Problem description
Scan the records below for the word "CommandCollector" and give only the number of lines that hold it.

Collected data entries
____

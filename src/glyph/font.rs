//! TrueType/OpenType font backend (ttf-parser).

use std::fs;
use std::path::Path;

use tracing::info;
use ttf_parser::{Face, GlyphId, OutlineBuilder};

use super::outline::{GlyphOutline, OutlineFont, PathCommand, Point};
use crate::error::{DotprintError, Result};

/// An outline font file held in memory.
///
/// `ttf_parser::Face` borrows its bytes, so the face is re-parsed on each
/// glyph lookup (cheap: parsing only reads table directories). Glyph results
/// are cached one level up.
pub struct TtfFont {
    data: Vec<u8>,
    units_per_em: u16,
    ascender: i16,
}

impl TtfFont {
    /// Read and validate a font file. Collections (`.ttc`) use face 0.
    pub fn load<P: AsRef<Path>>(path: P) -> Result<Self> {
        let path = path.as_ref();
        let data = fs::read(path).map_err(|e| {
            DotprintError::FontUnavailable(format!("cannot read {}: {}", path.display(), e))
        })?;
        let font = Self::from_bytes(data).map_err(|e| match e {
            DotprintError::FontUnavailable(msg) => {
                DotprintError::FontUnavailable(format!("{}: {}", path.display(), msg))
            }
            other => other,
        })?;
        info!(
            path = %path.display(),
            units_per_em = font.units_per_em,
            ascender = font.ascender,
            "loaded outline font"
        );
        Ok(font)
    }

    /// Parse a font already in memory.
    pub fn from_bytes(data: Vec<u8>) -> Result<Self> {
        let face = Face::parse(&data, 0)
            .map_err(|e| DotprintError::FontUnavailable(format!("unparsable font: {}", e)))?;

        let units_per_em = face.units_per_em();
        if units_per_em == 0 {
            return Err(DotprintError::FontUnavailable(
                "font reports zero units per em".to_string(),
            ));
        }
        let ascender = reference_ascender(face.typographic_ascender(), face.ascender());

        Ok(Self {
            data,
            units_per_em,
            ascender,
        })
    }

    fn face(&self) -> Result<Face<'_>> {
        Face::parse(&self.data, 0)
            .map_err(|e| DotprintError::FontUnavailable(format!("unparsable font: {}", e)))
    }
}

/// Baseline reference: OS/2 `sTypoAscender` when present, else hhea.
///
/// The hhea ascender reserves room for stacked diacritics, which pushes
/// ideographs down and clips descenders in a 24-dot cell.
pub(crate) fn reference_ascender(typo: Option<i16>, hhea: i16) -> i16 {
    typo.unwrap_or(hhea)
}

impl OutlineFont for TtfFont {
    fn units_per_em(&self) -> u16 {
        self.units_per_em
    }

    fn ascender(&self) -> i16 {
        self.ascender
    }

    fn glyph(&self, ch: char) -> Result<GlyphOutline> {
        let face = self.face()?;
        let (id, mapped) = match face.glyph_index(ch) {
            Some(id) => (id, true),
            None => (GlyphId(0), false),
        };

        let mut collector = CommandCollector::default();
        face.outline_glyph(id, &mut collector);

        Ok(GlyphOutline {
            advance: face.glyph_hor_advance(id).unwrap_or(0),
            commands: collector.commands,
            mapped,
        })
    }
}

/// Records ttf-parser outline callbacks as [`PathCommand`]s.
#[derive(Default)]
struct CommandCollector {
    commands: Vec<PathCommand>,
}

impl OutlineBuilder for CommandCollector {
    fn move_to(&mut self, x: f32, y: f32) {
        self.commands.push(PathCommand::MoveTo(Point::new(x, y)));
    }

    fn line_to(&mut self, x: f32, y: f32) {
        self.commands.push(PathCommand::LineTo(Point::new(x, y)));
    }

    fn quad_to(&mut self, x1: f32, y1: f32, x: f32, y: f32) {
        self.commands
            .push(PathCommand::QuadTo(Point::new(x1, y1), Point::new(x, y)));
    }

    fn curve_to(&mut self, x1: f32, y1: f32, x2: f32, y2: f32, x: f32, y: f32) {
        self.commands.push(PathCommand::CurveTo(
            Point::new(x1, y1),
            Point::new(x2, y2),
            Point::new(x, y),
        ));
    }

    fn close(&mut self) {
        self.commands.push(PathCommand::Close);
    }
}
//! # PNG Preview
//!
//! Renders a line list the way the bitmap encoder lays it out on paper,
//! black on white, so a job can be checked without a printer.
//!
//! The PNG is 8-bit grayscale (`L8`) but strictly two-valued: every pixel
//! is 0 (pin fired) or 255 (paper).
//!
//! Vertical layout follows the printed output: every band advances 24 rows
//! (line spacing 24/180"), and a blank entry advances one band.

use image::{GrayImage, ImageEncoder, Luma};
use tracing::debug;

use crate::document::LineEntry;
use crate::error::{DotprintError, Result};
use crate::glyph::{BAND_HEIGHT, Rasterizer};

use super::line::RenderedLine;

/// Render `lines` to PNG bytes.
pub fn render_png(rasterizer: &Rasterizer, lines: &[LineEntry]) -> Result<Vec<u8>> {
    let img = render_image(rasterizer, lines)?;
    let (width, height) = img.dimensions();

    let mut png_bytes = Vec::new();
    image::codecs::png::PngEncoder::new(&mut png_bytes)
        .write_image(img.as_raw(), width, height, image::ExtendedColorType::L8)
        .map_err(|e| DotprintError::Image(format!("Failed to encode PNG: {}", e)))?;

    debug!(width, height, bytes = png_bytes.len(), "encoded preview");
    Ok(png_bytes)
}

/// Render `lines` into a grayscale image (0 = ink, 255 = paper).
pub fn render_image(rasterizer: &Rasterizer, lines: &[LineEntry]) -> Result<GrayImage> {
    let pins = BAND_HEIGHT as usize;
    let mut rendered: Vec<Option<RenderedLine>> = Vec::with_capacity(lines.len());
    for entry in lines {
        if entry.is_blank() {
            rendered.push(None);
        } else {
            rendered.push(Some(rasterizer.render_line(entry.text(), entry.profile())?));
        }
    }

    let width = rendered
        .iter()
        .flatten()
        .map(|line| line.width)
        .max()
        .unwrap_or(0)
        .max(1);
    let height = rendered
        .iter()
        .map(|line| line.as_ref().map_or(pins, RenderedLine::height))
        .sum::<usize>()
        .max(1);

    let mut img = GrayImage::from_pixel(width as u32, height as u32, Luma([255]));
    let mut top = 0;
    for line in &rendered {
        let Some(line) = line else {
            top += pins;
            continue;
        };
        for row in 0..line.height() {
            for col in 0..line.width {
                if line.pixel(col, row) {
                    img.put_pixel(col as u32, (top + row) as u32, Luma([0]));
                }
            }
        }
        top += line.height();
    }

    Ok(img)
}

____

Response area
3